Im Rahmen der "Konzertierten Aktion Pflege" hatten Vertreter des Bundes und der Länder, die Akteure der Pflegebranche sowie Arbeitgeberverbände und Gewerkschaften darüber beraten, wie die Arbeitsbedingungen für Pflegekräfte verbessert werden sollen. Schwerpunkt war die Altenpflege, einzelne Vorhaben betreffen auch die Krankenpflege.

"Jetzt müssen Taten folgen"

Ver.di-Vorstand Sylvia Bühler nannte es "äußerst positiv", dass eine breite Allianz die Forderung nach bedarfsgerechten und bundeseinheitlichen Personalvorgaben unterstütze. Es müsse Schluss sein mit der ständigen Überlastung durch zu wenig Personal, sagte Bühler. Die Diakonie erklärte, die Situation werde sich für die Pflegekräfte nur dann spürbar verbessern, wenn auch eine Reform der Pflegeversicherung angepackt werde. Mehrere Sozialverbände warnten davor, die steigenden Kosten auf die Pflegebedürftigen und ihre Angehörigen abzuwälzen.
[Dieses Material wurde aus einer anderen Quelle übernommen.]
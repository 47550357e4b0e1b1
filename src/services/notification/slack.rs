//! Slack webhook sink.

use async_trait::async_trait;
use reqwest_middleware::ClientWithMiddleware;
use serde::Serialize;

use crate::models::MonitorError;
use crate::services::alerts::AlertMsg;
use crate::services::notification::{prefix, Notifier};

#[derive(Debug, Serialize)]
struct SlackMessage {
	text: String,
	attachments: Vec<SlackAttachment>,
}

#[derive(Debug, Serialize)]
struct SlackAttachment {
	title: String,
	color: &'static str,
}

pub struct SlackNotifier {
	http: ClientWithMiddleware,
}

impl SlackNotifier {
	pub fn new(http: ClientWithMiddleware) -> Self {
		Self { http }
	}

	fn build_message(msg: &AlertMsg, mentions: &str) -> SlackMessage {
		let text = if msg.resolved {
			format!("OK: {}", msg.message)
		} else {
			msg.message.clone()
		};
		SlackMessage {
			text,
			attachments: vec![SlackAttachment {
				title: format!("{}{} {mentions}", prefix(msg.resolved), msg.chain_label)
					.trim_end()
					.to_string(),
				color: if msg.resolved { "good" } else { "danger" },
			}],
		}
	}
}

#[async_trait]
impl Notifier for SlackNotifier {
	fn name(&self) -> &'static str {
		"Slack"
	}

	async fn notify(&self, msg: &AlertMsg) -> Result<(), MonitorError> {
		let route = msg
			.slack
			.as_ref()
			.ok_or_else(|| MonitorError::Config("slack sink has no route".into()))?;

		let payload = Self::build_message(msg, &route.mentions);
		let resp = self
			.http
			.post(&route.webhook)
			.json(&payload)
			.send()
			.await
			.map_err(MonitorError::from)?;

		match resp.status().as_u16() {
			200 => Ok(()),
			401 | 403 => Err(MonitorError::Auth("slack rejected the webhook".into())),
			429 => Err(MonitorError::RateLimited("slack".into())),
			code => Err(MonitorError::Network(format!(
				"slack returned status {code}"
			))),
		}
	}
}

#[cfg(test)]
mod tests {
	use super::*;
	use crate::services::notification::testutil::alert_with_routes;
	use crate::utils::http::{build_client, HttpClientConfig};

	#[test]
	fn resolved_messages_flip_color_and_text() {
		let fire = alert_with_routes("http://x", false);
		let built = SlackNotifier::build_message(&fire, "@oncall");
		assert_eq!(built.attachments[0].color, "danger");
		assert_eq!(built.attachments[0].title, "ALERT: testchain (test-1) @oncall");
		assert_eq!(built.text, fire.message);

		let resolve = alert_with_routes("http://x", true);
		let built = SlackNotifier::build_message(&resolve, "");
		assert_eq!(built.attachments[0].color, "good");
		assert!(built.text.starts_with("OK: "));
	}

	#[tokio::test]
	async fn webhook_round_trip() {
		let mut server = mockito::Server::new_async().await;
		let mock = server
			.mock("POST", "/slack")
			.match_body(mockito::Matcher::PartialJsonString(
				r#"{"attachments": [{"color": "danger"}]}"#.to_string(),
			))
			.with_status(200)
			.with_body("ok")
			.create_async()
			.await;

		let notifier = SlackNotifier::new(build_client(&HttpClientConfig {
			max_retries: 0,
			..Default::default()
		}));
		let result = notifier
			.notify(&alert_with_routes(&server.url(), false))
			.await;
		assert!(result.is_ok());
		mock.assert_async().await;
	}
}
Ulrich Schneider vom Paritätischen Gesamtverband bescheinigte der Politik aber zugleich den Mut, sich auf Verbesserungen festzulegen: "Jetzt müssen Taten folgen", sagte er.

In Deutschland fehlen nach unterschiedlichen Schätzungen 35.000 bis 80.000 Fach- und Hilfskräfte in Altenheimen, bei ambulanten Pflegediensten und in Krankenhäusern. Der Personalmangel wird ohne Gegenmaßnahmen durch die steigende Zahl pflegebedürftiger alter Menschen künftig noch zunehmen.